Friday, March 31, 2006

Frist hints strongly at White House run

WASHINGTON — Senate Majority Leader Bill Frist says his high-profile job is a "terrible, terrible, terrible, terrible" post for seeking the 2008 Republican presidential nomination.

Making it clear that a White House bid is all but certain, Frist said that remaining in the Senate would make a presidential run impossible. Frist plans to step down when his second term ends this year.




"I know the perch not to even consider," he said. "That would be, for me, the United States Senate or being majority leader."

Asked if trying to run a campaign from such a position would be difficult, he replied: "Terrible, terrible, terrible, terrible."

One of possibly a dozen Republicans interested in the GOP nomination, Frist said late Tuesday that once out of the Senate, "you'll see, as you do now, the real Bill Frist, but unencumbered by having responsibilities of leading this body, which results in negotiated positions."

The most recent senator to succeed in his presidential bid was John F. Kennedy in 1960. Another Massachusetts senator, John Kerry, lost to President Bush in 2004, hampered in part by an extensive Senate voting record that opponents used against him.

In 1996, Senate Majority Leader Bob Dole of Kansas realized that trying to pursue the White House from the Senate's top job would be an obstacle. He resigned in June and lost to President Clinton five months later.

Frist, a heart surgeon, was the White House's choice for majority leader after the undoing of Sen. Trent Lott, R-Miss., whose favorable comments about Strom Thurmond's segregationist past cost him the post in 2002.

Before vaulting into his leadership post, Frist had gained notice as an expert on health care. He was widely credited for offering a reassuring and knowledgeable voice in 2001 when an anthrax-laced letter shut down Congress briefly and closed a Senate building for months of cleaning.

Political analyst Norm Ornstein called the majority leader job a "millstone" around Frist's neck.

"It was the biggest political mistake he made in terms of his political career," said Ornstein, of the conservative American Enterprise Institute. "Before that, Frist was beyond any doubt an enormous star in national politics."

Ornstein said as majority leader, Frist has had to carry water for an increasingly unpopular president and has had to keep other senators in line, a job former majority leader and fellow Tennessean Howard Baker once described as herding cats.

Frist said as soon as his term ends he will return to Nashville.
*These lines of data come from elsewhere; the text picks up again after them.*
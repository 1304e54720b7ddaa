use axum::extract::State;
use axum::routing::get;
use axum::Router;
use chrono::NaiveDate;
use serde::Deserialize;

use crate::extractors::QueryParams;
use crate::period::PeriodSpec;
use crate::ranking::PopularQuery;
use crate::response::{ok, AppError};
use crate::state::AppState;

pub fn router() -> Router<AppState> {
    Router::new()
        .route("/", get(most_popular))
        .route("/ids", get(most_popular_ids))
}

#[derive(Debug, Default, Deserialize)]
struct PopularParams {
    period: Option<String>,
    start: Option<NaiveDate>,
    end: Option<NaiveDate>,
    year: Option<i32>,
    month: Option<u32>,
    week: Option<u32>,
    /// Comma separated content kinds, e.g. `post,page`.
    types: Option<String>,
    limit: Option<usize>,
    offset: Option<usize>,
}

impl From<PopularParams> for PopularQuery {
    fn from(params: PopularParams) -> Self {
        let defaults = PopularQuery::default();
        let types: Vec<String> = params
            .types
            .as_deref()
            .unwrap_or_default()
            .split(',')
            .map(|kind| kind.trim().to_ascii_lowercase())
            .filter(|kind| !kind.is_empty())
            .collect();

        PopularQuery {
            period: PeriodSpec {
                period: params.period,
                start: params.start,
                end: params.end,
                year: params.year,
                month: params.month,
                week: params.week,
            },
            types: if types.is_empty() { defaults.types } else { types },
            limit: params.limit.unwrap_or(defaults.limit),
            offset: params.offset.unwrap_or(defaults.offset),
        }
    }
}

async fn most_popular(
    State(state): State<AppState>,
    QueryParams(params): QueryParams<PopularParams>,
) -> Result<impl axum::response::IntoResponse, AppError> {
    let ranked = state.service().most_popular(&params.into()).await?;
    Ok(ok(ranked))
}

async fn most_popular_ids(
    State(state): State<AppState>,
    QueryParams(params): QueryParams<PopularParams>,
) -> Result<impl axum::response::IntoResponse, AppError> {
    let ids = state.service().most_popular_ids(&params.into()).await?;
    Ok(ok(ids))
}
use thiserror::Error;
use tracing_appender::non_blocking::WorkerGuard;
use tracing_appender::rolling::{InitError, RollingFileAppender, Rotation};
use tracing_subscriber::{fmt, layer::SubscriberExt, util::SubscriberInitExt, EnvFilter, Registry};

use crate::config::Config;

const LOG_FILE_PREFIX: &str = "most-read";
const MAX_LOG_FILES: usize = 30;

#[derive(Debug, Clone)]
pub struct LogConfig {
    pub log_level: String,
    pub enable_file_logs: bool,
    pub log_dir: String,
}

impl From<&Config> for LogConfig {
    fn from(config: &Config) -> Self {
        Self {
            log_level: config.log_level.clone(),
            enable_file_logs: config.enable_file_logs,
            log_dir: config.log_dir.clone(),
        }
    }
}

impl Default for LogConfig {
    fn default() -> Self {
        Self {
            log_level: "info".to_string(),
            enable_file_logs: false,
            log_dir: "./logs".to_string(),
        }
    }
}

#[derive(Debug, Error)]
pub enum LoggingError {
    #[error("cannot open rolling log files in {dir}: {source}")]
    Appender {
        dir: String,
        #[source]
        source: InitError,
    },
}

/// Installs the global subscriber: stdout always, daily JSON files when enabled.
///
/// Keep the returned guard alive for the life of the process, dropping it
/// flushes buffered file output. Calling this again after a subscriber is
/// installed changes nothing.
pub fn init_tracing(config: &LogConfig) -> Result<Option<WorkerGuard>, LoggingError> {
    let env_filter =
        EnvFilter::try_from_default_env().unwrap_or_else(|_| EnvFilter::new(&config.log_level));
    let stdout_layer = fmt::layer().with_target(true).with_thread_ids(false);
    let registry = Registry::default().with(env_filter).with(stdout_layer);

    if !config.enable_file_logs {
        let _ = registry.try_init();
        return Ok(None);
    }

    let appender = RollingFileAppender::builder()
        .rotation(Rotation::DAILY)
        .filename_prefix(LOG_FILE_PREFIX)
        .filename_suffix("log")
        .max_log_files(MAX_LOG_FILES)
        .build(&config.log_dir)
        .map_err(|source| LoggingError::Appender {
            dir: config.log_dir.clone(),
            source,
        })?;
    let (writer, guard) = tracing_appender::non_blocking(appender);
    let file_layer = fmt::layer().with_writer(writer).with_ansi(false).json();

    if registry.with(file_layer).try_init().is_err() {
        // Someone else owns the global subscriber; our file writer would never see events.
        return Ok(None);
    }
    Ok(Some(guard))
}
"I've got it planned out pretty well in terms of once I leave here. I'll go back and live in the house I grew up in," he said.
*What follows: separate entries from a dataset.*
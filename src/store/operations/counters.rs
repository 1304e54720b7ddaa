use std::collections::BTreeMap;

use chrono::NaiveDate;
use serde::{Deserialize, Serialize};
use sled::transaction::{ConflictableTransactionResult, TransactionalTree};
use sled::Transactional;

use crate::store::keys;
use crate::store::trees;
use crate::store::{abort_serde, flatten_transaction_error, Store, StoreError};

/// One day bucket of reads for one content item.
#[derive(Debug, Clone, PartialEq, Eq, Serialize, Deserialize)]
#[serde(rename_all = "camelCase")]
pub struct CounterRow {
    pub id: u64,
    pub content_id: u64,
    pub day: NaiveDate,
    pub count: u64,
}

/// Increment-or-create inside an open transaction over the counter trees.
///
/// Returns the row's new count. Both the primary row and the day index are
/// written in the same transaction, so they never disagree.
pub(crate) fn upsert_in_tx(
    tx_counters: &TransactionalTree,
    tx_by_day: &TransactionalTree,
    content_id: u64,
    day: NaiveDate,
    amount: u64,
) -> ConflictableTransactionResult<u64, StoreError> {
    let key = keys::counter_key(content_id, day);
    let row = match tx_counters.get(key.as_bytes())? {
        Some(raw) => {
            let mut row: CounterRow = serde_json::from_slice(&raw).map_err(abort_serde)?;
            row.count = row.count.saturating_add(amount);
            row
        }
        None => CounterRow {
            id: tx_counters.generate_id()?,
            content_id,
            day,
            count: amount,
        },
    };

    let bytes = serde_json::to_vec(&row).map_err(abort_serde)?;
    tx_counters.insert(key.as_bytes(), bytes)?;
    tx_by_day.insert(
        keys::counter_day_index_key(day, content_id).as_bytes(),
        row.count.to_be_bytes().to_vec(),
    )?;
    Ok(row.count)
}

fn decode_count(key: &[u8], value: &[u8]) -> Result<u64, StoreError> {
    let bytes: [u8; 8] = value.try_into().map_err(|_| StoreError::Corrupt {
        tree: trees::READ_COUNTERS_BY_DAY,
        key: String::from_utf8_lossy(key).into_owned(),
    })?;
    Ok(u64::from_be_bytes(bytes))
}

impl Store {
    /// Records one read for `content_id` on `day`.
    pub fn increment_read(&self, content_id: u64, day: NaiveDate) -> Result<u64, StoreError> {
        self.add_reads(content_id, day, 1)
    }

    /// Atomically adds `amount` reads to the (content, day) bucket.
    ///
    /// sled re-runs the closure when another writer touched the same keys, so
    /// concurrent increments of one bucket never lose updates.
    pub fn add_reads(&self, content_id: u64, day: NaiveDate, amount: u64) -> Result<u64, StoreError> {
        if amount == 0 {
            return Err(StoreError::Validation(
                "read delta must be positive".to_string(),
            ));
        }

        (&self.read_counters, &self.read_counters_by_day)
            .transaction(|(tx_counters, tx_by_day)| {
                upsert_in_tx(tx_counters, tx_by_day, content_id, day, amount)
            })
            .map_err(flatten_transaction_error)
    }

    pub fn get_counter_row(
        &self,
        content_id: u64,
        day: NaiveDate,
    ) -> Result<Option<CounterRow>, StoreError> {
        let key = keys::counter_key(content_id, day);
        match self.read_counters.get(key.as_bytes())? {
            Some(raw) => Ok(Some(Self::deserialize(&raw)?)),
            None => Ok(None),
        }
    }

    /// All rows of one content item, oldest day first.
    pub fn counter_rows_for(&self, content_id: u64) -> Result<Vec<CounterRow>, StoreError> {
        let prefix = keys::counter_prefix(content_id);
        let mut rows = Vec::new();
        for item in self.read_counters.scan_prefix(prefix.as_bytes()) {
            let (_, value) = item?;
            rows.push(Self::deserialize::<CounterRow>(&value)?);
        }
        Ok(rows)
    }

    /// Sum of reads in `[start, end]`, or `None` when no row falls inside.
    pub fn count_reads(
        &self,
        content_id: u64,
        start: NaiveDate,
        end: NaiveDate,
    ) -> Result<Option<u64>, StoreError> {
        if start > end {
            return Ok(None);
        }

        let from = keys::counter_key(content_id, start);
        let to = keys::counter_key(content_id, end);
        let mut total: Option<u64> = None;
        for item in self.read_counters.range(from.as_bytes()..=to.as_bytes()) {
            let (_, value) = item?;
            let row: CounterRow = Self::deserialize(&value)?;
            total = Some(total.unwrap_or(0).saturating_add(row.count));
        }
        Ok(total)
    }

    /// Sum of reads in `[start, end]`; zero when there are no rows.
    pub fn sum_reads(
        &self,
        content_id: u64,
        start: NaiveDate,
        end: NaiveDate,
    ) -> Result<u64, StoreError> {
        Ok(self.count_reads(content_id, start, end)?.unwrap_or(0))
    }

    /// Per-content sums over `[start, end]`, keyed in ascending content id order.
    pub fn sum_reads_all(
        &self,
        start: NaiveDate,
        end: NaiveDate,
    ) -> Result<BTreeMap<u64, u64>, StoreError> {
        let mut totals = BTreeMap::new();
        if start > end {
            return Ok(totals);
        }

        let from = keys::counter_day_index_key(start, 0);
        let to = keys::counter_day_index_key(end, u64::MAX);
        for item in self
            .read_counters_by_day
            .range(from.as_bytes()..=to.as_bytes())
        {
            let (key, value) = item?;
            let (_, content_id) =
                keys::parse_counter_day_index_key(&key).ok_or_else(|| StoreError::Corrupt {
                    tree: trees::READ_COUNTERS_BY_DAY,
                    key: String::from_utf8_lossy(&key).into_owned(),
                })?;
            let count = decode_count(&key, &value)?;
            let entry = totals.entry(content_id).or_insert(0u64);
            *entry = entry.saturating_add(count);
        }
        Ok(totals)
    }
}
Re-establishing those roots could be helpful. Tennessee voters picked George Bush over native son Al Gore in 2000 partly because of concerns that Gore was out of touch. Had Gore carried his state, the presidency would have been his.

Frist has made the customary trips of a presidential candidate, traveling to early primary states New Hampshire and Iowa.

He further demonstrated his determination to be a contender earlier this month when he bused dozens of supporters to the Southern Republican Leadership Conference in Memphis and emerged as the winner of a straw poll of possible GOP candidates.

Frist still faces political obstacles and may have legal problems.

He is under investigation for possible insider trading after his sale last year of stock in the hospital chain HCA, which his family founded. Frist has said he did nothing wrong.

He acknowledged that he needs to improve his speaking skills, particularly for a campaign.

"I will have to really work hard on it," Frist said. "As a surgeon, I did my best work when people were sound asleep, cutting out their hearts, putting new hearts in.

"And now what I need to do, everybody says, is do your best work and not put people to sleep. That's what I'll work on."